WORK TO COMPLETE: Copy every entry below, exactly and in full.

EXCERPTED RECORDS:

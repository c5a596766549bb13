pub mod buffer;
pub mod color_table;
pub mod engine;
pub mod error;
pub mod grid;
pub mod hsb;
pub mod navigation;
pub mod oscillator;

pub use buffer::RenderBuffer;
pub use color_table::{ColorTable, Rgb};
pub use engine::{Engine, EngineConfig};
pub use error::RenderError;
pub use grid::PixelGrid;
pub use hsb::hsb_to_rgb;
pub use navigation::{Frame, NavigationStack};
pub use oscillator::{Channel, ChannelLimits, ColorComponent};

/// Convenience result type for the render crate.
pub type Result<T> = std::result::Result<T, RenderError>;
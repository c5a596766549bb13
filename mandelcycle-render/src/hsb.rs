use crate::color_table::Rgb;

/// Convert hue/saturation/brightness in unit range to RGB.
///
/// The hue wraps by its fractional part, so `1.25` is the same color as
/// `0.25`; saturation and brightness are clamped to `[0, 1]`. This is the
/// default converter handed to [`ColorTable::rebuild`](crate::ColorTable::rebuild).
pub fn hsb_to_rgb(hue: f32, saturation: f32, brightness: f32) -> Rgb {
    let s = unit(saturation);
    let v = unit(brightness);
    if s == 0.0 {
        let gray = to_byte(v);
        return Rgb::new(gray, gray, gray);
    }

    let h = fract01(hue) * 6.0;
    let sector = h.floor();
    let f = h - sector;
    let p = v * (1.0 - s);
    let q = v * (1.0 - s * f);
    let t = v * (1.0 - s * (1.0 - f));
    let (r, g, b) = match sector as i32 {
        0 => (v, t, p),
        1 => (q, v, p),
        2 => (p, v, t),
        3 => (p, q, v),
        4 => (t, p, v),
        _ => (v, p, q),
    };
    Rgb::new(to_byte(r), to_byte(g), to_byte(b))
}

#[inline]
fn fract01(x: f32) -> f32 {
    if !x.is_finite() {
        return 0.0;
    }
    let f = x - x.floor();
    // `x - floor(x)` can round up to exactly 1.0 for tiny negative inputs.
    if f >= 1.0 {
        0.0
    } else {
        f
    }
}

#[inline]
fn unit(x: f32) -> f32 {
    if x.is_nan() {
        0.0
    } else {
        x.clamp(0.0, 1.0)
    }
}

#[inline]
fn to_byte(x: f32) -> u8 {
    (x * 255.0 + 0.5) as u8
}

OUTPUT BELOW:
repository c5a596766549bb13
pub mod buffer;
pub mod color_table;
pub mod engine;
pub mod error;
pub mod grid;
pub mod hsb;
pub mod navigation;
pub mod oscillator;

pub use buffer::RenderBuffer;
pub use color_table::{ColorTable, Rgb};
pub use engine::{Engine, EngineConfig};
pub use error::RenderError;
pub use grid::PixelGrid;
pub use hsb::hsb_to_rgb;
pub use navigation::{Frame, NavigationStack};
pub use oscillator::{Channel, ChannelLimits, ColorComponent};

/// Convenience result type for the render crate.
pub type Result<T> = std::result::Result<T, RenderError>;
repository c5a596766549bb13
filename mandelcycle-render/src/hsb.rs
use crate::color_table::Rgb;

/// Convert hue/saturation/brightness in unit range to RGB.
///
/// The hue wraps by its fractional part, so `1.25` is the same color as
/// `0.25`; saturation and brightness are clamped to `[0, 1]`. This is the
/// default converter handed to [`ColorTable::rebuild`](crate::ColorTable::rebuild).
pub fn hsb_to_rgb(hue: f32, saturation: f32, brightness: f32) -> Rgb {
    let s = unit(saturation);
    let v = unit(brightness);
    if s == 0.0 {
        let gray = to_byte(v);
        return Rgb::new(gray, gray, gray);
    }

    let h = fract01(hue) * 6.0;
    let sector = h.floor();
    let f = h - sector;
    let p = v * (1.0 - s);
    let q = v * (1.0 - s * f);
    let t = v * (1.0 - s * (1.0 - f));
    let (r, g, b) = match sector as i32 {
        0 => (v, t, p),
        1 => (q, v, p),
        2 => (p, v, t),
        3 => (p, q, v),
        4 => (t, p, v),
        _ => (v, p, q),
    };
    Rgb::new(to_byte(r), to_byte(g), to_byte(b))
}

#[inline]
fn fract01(x: f32) -> f32 {
    if !x.is_finite() {
        return 0.0;
    }
    let f = x - x.floor();
    // `x - floor(x)` can round up to exactly 1.0 for tiny negative inputs.
    if f >= 1.0 {
        0.0
    } else {
        f
    }
}

#[inline]
fn unit(x: f32) -> f32 {
    if x.is_nan() {
        0.0
    } else {
        x.clamp(0.0, 1.0)
    }
}

#[inline]
fn to_byte(x: f32) -> u8 {
    (x * 255.0 + 0.5) as u8
}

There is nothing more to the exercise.